Dovremmo dunque cedere e
credere a questo pensiero unico?
«Certamente no; d’altro
canto non basta pensarla diversamente per incidere di fatto su questi
meccanismi. Ribellarsi all’alta finanza non è una cosa semplice;
c’è bisogno, sì, di cultura, ma anche di organizzazione,
strumenti e controllo, soprattutto, da parte dei governi, a partire
da quelli locali (municipi) fino a quelli nazionali e
sovranazionali».
C’è forse qualche
Partito in Italia o in Europa che sia sensibile a queste tematiche?
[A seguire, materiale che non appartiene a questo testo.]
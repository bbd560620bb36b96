//! Batch sync: push every pending record, then pull and reconcile.
//!
//! One pass runs at a time. A trigger that arrives while a pass is running
//! is dropped; whatever it would have covered is picked up by the next pass.

use crate::config::SyncConfig;
use crate::engine::{RecordSyncEngine, SyncOutcome};
use crate::error::{RemoteError, Result};
use crate::events::{SyncEvent, SyncTrigger};
use futures::future::join_all;
use nestlog_engine::reconcile::{plan_pull, plan_remote_deletions};
use nestlog_engine::wire::RemoteActivity;
use nestlog_engine::{RecordId, ServerId};
use std::collections::HashSet;
use std::sync::atomic::{AtomicBool, Ordering};
use std::sync::Arc;
use tracing::{debug, info, warn};

/// Upper bound on pages fetched per owner in one pass.
const MAX_PAGES: u32 = 10_000;

/// Summary of one batch pass.
#[derive(Debug, Clone, Default, PartialEq, Eq)]
pub struct BatchReport {
    pub trigger: Option<SyncTrigger>,
    /// Records queued for the push phase
    pub total: usize,
    pub synced: usize,
    pub errors: usize,
    /// Push candidates that needed no attempt (in flight, deleted)
    pub skipped: usize,
    /// Size of each dispatched push chunk, in order
    pub chunks: Vec<usize>,
    /// Remote rows received during the pull phase
    pub pulled: usize,
    pub inserted: usize,
    pub linked: usize,
    pub refreshed: usize,
    /// Local ids removed because their remote copy is gone
    pub removed: Vec<RecordId>,
    /// The pass stopped early because the remote was unreachable
    pub offline: bool,
}

/// Clears the in-progress flag when the pass ends, including on error.
struct RunGuard<'a>(&'a AtomicBool);

impl<'a> RunGuard<'a> {
    fn acquire(flag: &'a AtomicBool) -> Option<Self> {
        flag.compare_exchange(false, true, Ordering::AcqRel, Ordering::Acquire)
            .ok()
            .map(|_| RunGuard(flag))
    }
}

impl Drop for RunGuard<'_> {
    fn drop(&mut self) {
        self.0.store(false, Ordering::Release);
    }
}

/// Runs full push-then-pull reconciliation passes.
#[derive(Debug)]
pub struct BatchSyncController {
    engine: Arc<RecordSyncEngine>,
    config: SyncConfig,
    running: AtomicBool,
}

impl BatchSyncController {
    pub fn new(engine: Arc<RecordSyncEngine>, config: SyncConfig) -> Self {
        Self {
            engine,
            config,
            running: AtomicBool::new(false),
        }
    }

    pub fn engine(&self) -> &Arc<RecordSyncEngine> {
        &self.engine
    }

    pub fn is_running(&self) -> bool {
        self.running.load(Ordering::Acquire)
    }

    /// Run one pass. Returns `None` when another pass was already running.
    pub async fn run(&self, trigger: SyncTrigger) -> Result<Option<BatchReport>> {
        let Some(_guard) = RunGuard::acquire(&self.running) else {
            debug!(%trigger, "batch sync already running; trigger dropped");
            return Ok(None);
        };

        let store = self.engine.store();
        let pending = store.read(|s| s.pending_ids());

        // A pass gives exhausted records a fresh set of retries.
        for id in &pending {
            self.engine.reset_attempts(id);
        }

        let mut report = BatchReport {
            trigger: Some(trigger),
            total: pending.len(),
            ..BatchReport::default()
        };
        info!(%trigger, total = report.total, "batch sync started");
        self.engine.events().emit(SyncEvent::BatchSyncStart {
            trigger,
            total: report.total,
        });

        if self.engine.is_online() {
            self.push(&pending, &mut report).await?;
        } else {
            report.offline = true;
        }

        if report.offline {
            warn!(%trigger, "remote unreachable; pull skipped");
        } else {
            self.pull(&mut report).await?;
            let now = self.engine.clock().now();
            store.write(|s| s.set_last_sync_time(now))?;
        }

        info!(
            %trigger,
            synced = report.synced,
            errors = report.errors,
            pulled = report.pulled,
            removed = report.removed.len(),
            "batch sync complete"
        );
        self.engine.events().emit(SyncEvent::BatchSyncComplete {
            trigger,
            synced: report.synced,
            errors: report.errors,
            pulled: report.pulled,
            removed: report.removed.len(),
        });

        Ok(Some(report))
    }

    async fn push(&self, pending: &[RecordId], report: &mut BatchReport) -> Result<()> {
        for (index, chunk) in pending.chunks(self.config.chunk_size.max(1)).enumerate() {
            if index > 0 && !self.config.chunk_pause.is_zero() {
                tokio::time::sleep(self.config.chunk_pause).await;
            }

            debug!(chunk = index, size = chunk.len(), "pushing chunk");
            report.chunks.push(chunk.len());

            let outcomes = join_all(chunk.iter().map(|id| self.engine.sync_one(id))).await;
            for outcome in outcomes {
                match outcome? {
                    SyncOutcome::Offline => {
                        report.errors += 1;
                        report.offline = true;
                    }
                    SyncOutcome::Failed { .. } => report.errors += 1,
                    outcome if outcome.is_synced() => report.synced += 1,
                    _ => report.skipped += 1,
                }
            }

            if report.offline {
                warn!(chunk = index, "remote unreachable; remaining chunks skipped");
                break;
            }
        }
        Ok(())
    }

    /// Owners to pull: the configured scope plus every owner held locally.
    fn owners(&self) -> Vec<String> {
        let mut owners = self.engine.store().read(|s| s.owners());
        owners.extend(self.config.owners.iter().cloned());
        owners.sort();
        owners.dedup();
        owners
    }

    async fn pull(&self, report: &mut BatchReport) -> Result<()> {
        let grace_ms = u64::try_from(self.config.deletion_grace.as_millis()).unwrap_or(u64::MAX);

        for owner in self.owners() {
            let remotes = match self.fetch_all(&owner).await {
                Ok(remotes) => remotes,
                Err(err) => {
                    warn!(%owner, error = %err, "listing failed; owner skipped");
                    report.errors += 1;
                    continue;
                }
            };
            report.pulled += remotes.len();

            let remote_ids: HashSet<ServerId> = remotes.iter().map(|r| r.id.clone()).collect();
            let now = self.engine.clock().now();

            let (summary, removed) = self.engine.store().write(|s| {
                let plan = plan_pull(s.list_all(None), &remotes);
                let summary = s.apply_pull(plan.actions)?;

                let doomed = plan_remote_deletions(s.list_all(None), &owner, &remote_ids, now, grace_ms);
                let removed = s.remove_ids(&doomed)?;
                nestlog_engine::Result::Ok((summary, removed))
            })?;

            debug!(
                %owner,
                inserted = summary.inserted,
                linked = summary.linked,
                refreshed = summary.refreshed,
                skipped = summary.skipped,
                "pull applied"
            );
            report.inserted += summary.inserted;
            report.linked += summary.linked;
            report.refreshed += summary.refreshed;

            if !removed.is_empty() {
                let ids: Vec<RecordId> = removed.into_iter().map(|r| r.id).collect();
                info!(%owner, count = ids.len(), "removed records deleted remotely");
                self.engine.events().emit(SyncEvent::CleanupCompleted {
                    removed: ids.clone(),
                });
                report.removed.extend(ids);
            }
        }
        Ok(())
    }

    /// Fetch the complete remote listing for `owner`.
    async fn fetch_all(&self, owner: &str) -> std::result::Result<Vec<RemoteActivity>, RemoteError> {
        let remote = self.engine.remote();
        let mut rows = Vec::new();
        let mut page = 1;

        loop {
            let listing = remote.list(owner, page, self.config.page_size).await?;
            let received = listing.data.len();
            rows.extend(listing.data);

            if !listing.pagination.has_more || received == 0 {
                break;
            }
            if page >= MAX_PAGES {
                return Err(RemoteError::Transient(format!(
                    "listing for {owner} exceeded {MAX_PAGES} pages"
                )));
            }
            page += 1;
        }
        Ok(rows)
    }
}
Pare che non ne parli nessuno.
«In Grecia c’è il
Partito Syriza che è passato da percentuali infime di consenso a
essere il secondo partito greco e – secondo i sondaggi – aspira a
essere addirittura il primo alle prossime elezioni, che si fonda
proprio su questi principi ed è in cerca di alleanze in Europa per
costruire una lista europea unitaria alle prossime elezioni. Il punto
fondamentale è la rinegoziazione dei trattati internazionali di
austerity che hanno condotto all’attuale situazione di
difficoltà. In Italia c’è il tentativo di costruire una lista
unitaria che si appoggi a Syriza; tentativi simili sono presenti
anche in Spagna e in Portogallo e, a quanto mi risulta, anche in
Germania e in Francia».
Più precisamente, chi si
sta mettendo in gioco in Italia su questa linea?
«Sta parlando con uno di
loro (ride). Altri sono Barbara Spinelli, Andrea Camilleri, Paolo
Flores d’Arcais, Marco Revelli, Luciano Gallino. Una lista in
realtà ben più lunga (in parte pubblicata a metà gennaio da
«Repubblica») che vede il coinvolgimento di molti esponenti della
sinistra estrema che preferiscono puntare in Europa a una lista
unitaria svincolata dalle pressioni dei singoli partiti nazionali.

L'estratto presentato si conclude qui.